A new report commissioned by the Medical Technology Association of Australia (MTAA) has quantified the benefits of patients accessing intraocular lenses through the Prostheses List.
Lenses are used to improve vision for patients experiencing conditions such as cataract and glaucoma. These prostheses can help prevent further visual deterioration.
Cataracts and glaucoma impose a substantial burden on patients and the wider community through reduced vision, leading to lower quality of life, increased health spending, productivity losses, informal care costs, and reliance on aids and modifications.
A growing number of people are receiving ophthalmic prostheses due to Australia’s ageing population and the increasing prevalence of eye disease.
In 2017-18, 1.9 million Australians were living with cataract, of whom 110,000 experienced visual impairment.
According to the new report from Deloitte, the total financial costs associated with cataract were estimated to be $1.1 billion ($4,430 per surgery) or $2.4 billion including the loss of wellbeing ($9,465 per surgery).
The report says the value of timely treatment - the difference in waiting times between the private and public sectors (69 days) - reduced financial and wellbeing costs by an estimated $205.3 million through reducing the number of days lived with untreated cataract.

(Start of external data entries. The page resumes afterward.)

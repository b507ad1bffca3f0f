use axum::{
    body::Body,
    extract::DefaultBodyLimit,
    http::{Request, StatusCode},
    middleware::{self, Next},
    response::{IntoResponse, Response},
    routing::get,
    Router,
};
use serde_json::Value;
use std::time::Instant;
use tracing::{error, info};

use crate::{
    api, cors,
    error::{
        attach_request_id_header, current_request_id, request_id_from_headers_or_generate,
        with_request_id_scope, ErrorCode, RelayError,
    },
    presence::SweepHandle,
    state::RelayState,
    ws,
};

pub const MAX_REQUEST_BODY_BYTES: usize = 1024 * 1024;
pub const SHUTDOWN_NOTICE: &str = "backend service shutting down...";

pub fn build_router(state: RelayState) -> Router {
    let cors = cors::cors_layer(state.config.cors_origins.as_deref());
    apply_middleware(
        Router::new()
            .route("/healthz", get(healthz))
            .merge(ws::router(state.hub.clone()))
            .merge(api::router(state)),
    )
    .layer(cors)
}

fn apply_middleware(router: Router) -> Router {
    router
        .layer(DefaultBodyLimit::max(MAX_REQUEST_BODY_BYTES))
        .layer(middleware::from_fn(panic_handler))
        .layer(middleware::from_fn(request_context_middleware))
}

async fn healthz() -> (StatusCode, &'static str) {
    (StatusCode::OK, "ok")
}

/// Tell connected clients the relay is going away, then stop every
/// forwarding loop and the presence sweep.
pub async fn shutdown_relay(state: &RelayState, sweep: SweepHandle) {
    let notified = state.hub.broadcast(Value::String(SHUTDOWN_NOTICE.to_string())).await;
    let closed = state.hub.close_all().await;
    sweep.shutdown().await;
    info!(notified, closed, "relay connections closed");
}

async fn panic_handler(request: Request<Body>, next: Next) -> Response {
    let request_id = current_request_id().unwrap_or_else(|| "unknown".to_string());
    match tokio::spawn(with_request_id_scope(request_id, next.run(request))).await {
        Ok(response) => response,
        Err(join_error) => {
            error!(?join_error, "request handling panicked");
            RelayError::from_code(ErrorCode::InternalError).into_response()
        }
    }
}

async fn request_context_middleware(request: Request<Body>, next: Next) -> Response {
    let request_id = request_id_from_headers_or_generate(request.headers());

    let method = request.method().clone();
    let path = request.uri().path().to_owned();
    let started_at = Instant::now();

    let mut response = with_request_id_scope(request_id.clone(), next.run(request)).await;
    attach_request_id_header(&mut response, &request_id);

    info!(
        request_id = %request_id,
        method = %method,
        path = %path,
        status = response.status().as_u16(),
        latency_ms = started_at.elapsed().as_millis() as u64,
        "request completed"
    );

    response
}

“Our report found that access to intraocular lenses through the Prostheses List saved government, patients and society $371m in 2017-2018,” said Lynne Pezzullo, Partner at Deloitte Access Economics.
“If all cataract surgery was completed in the private sector, additional savings to Government would be $162m. For each additional surgery that shifted to the private sector, individuals would save $836 and Government would save $1,885 per procedure,” she said.
Privately insured patients gain access to intraocular lenses through the Prostheses List.
“Timely access to cost effective private ophthalmic surgeries through the Prostheses List reduces the economic burden of ophthalmic conditions and gives patients greater choice of ophthalmic devices,” said Ian Burgess, CEO of MTAA.
“The devices industry was the sole contributor to lower private health insurance premium increases both in 2017 and in 2018. MTAA’s Agreement with the Government is on track to exceed $1.1 billion in expected savings, however, further cuts to the Prostheses List could erode these benefits.
“Further cuts to incentives for private ophthalmic treatment could drive more patients into the public system, putting greater pressure on an already over-burdened system.”
“The medical technology industry believes access to a full range of medical technology is one of the key benefits of having private health insurance and we’re committed to helping ensure all Australians lead healthier and more productive lives,” added Mr Burgess.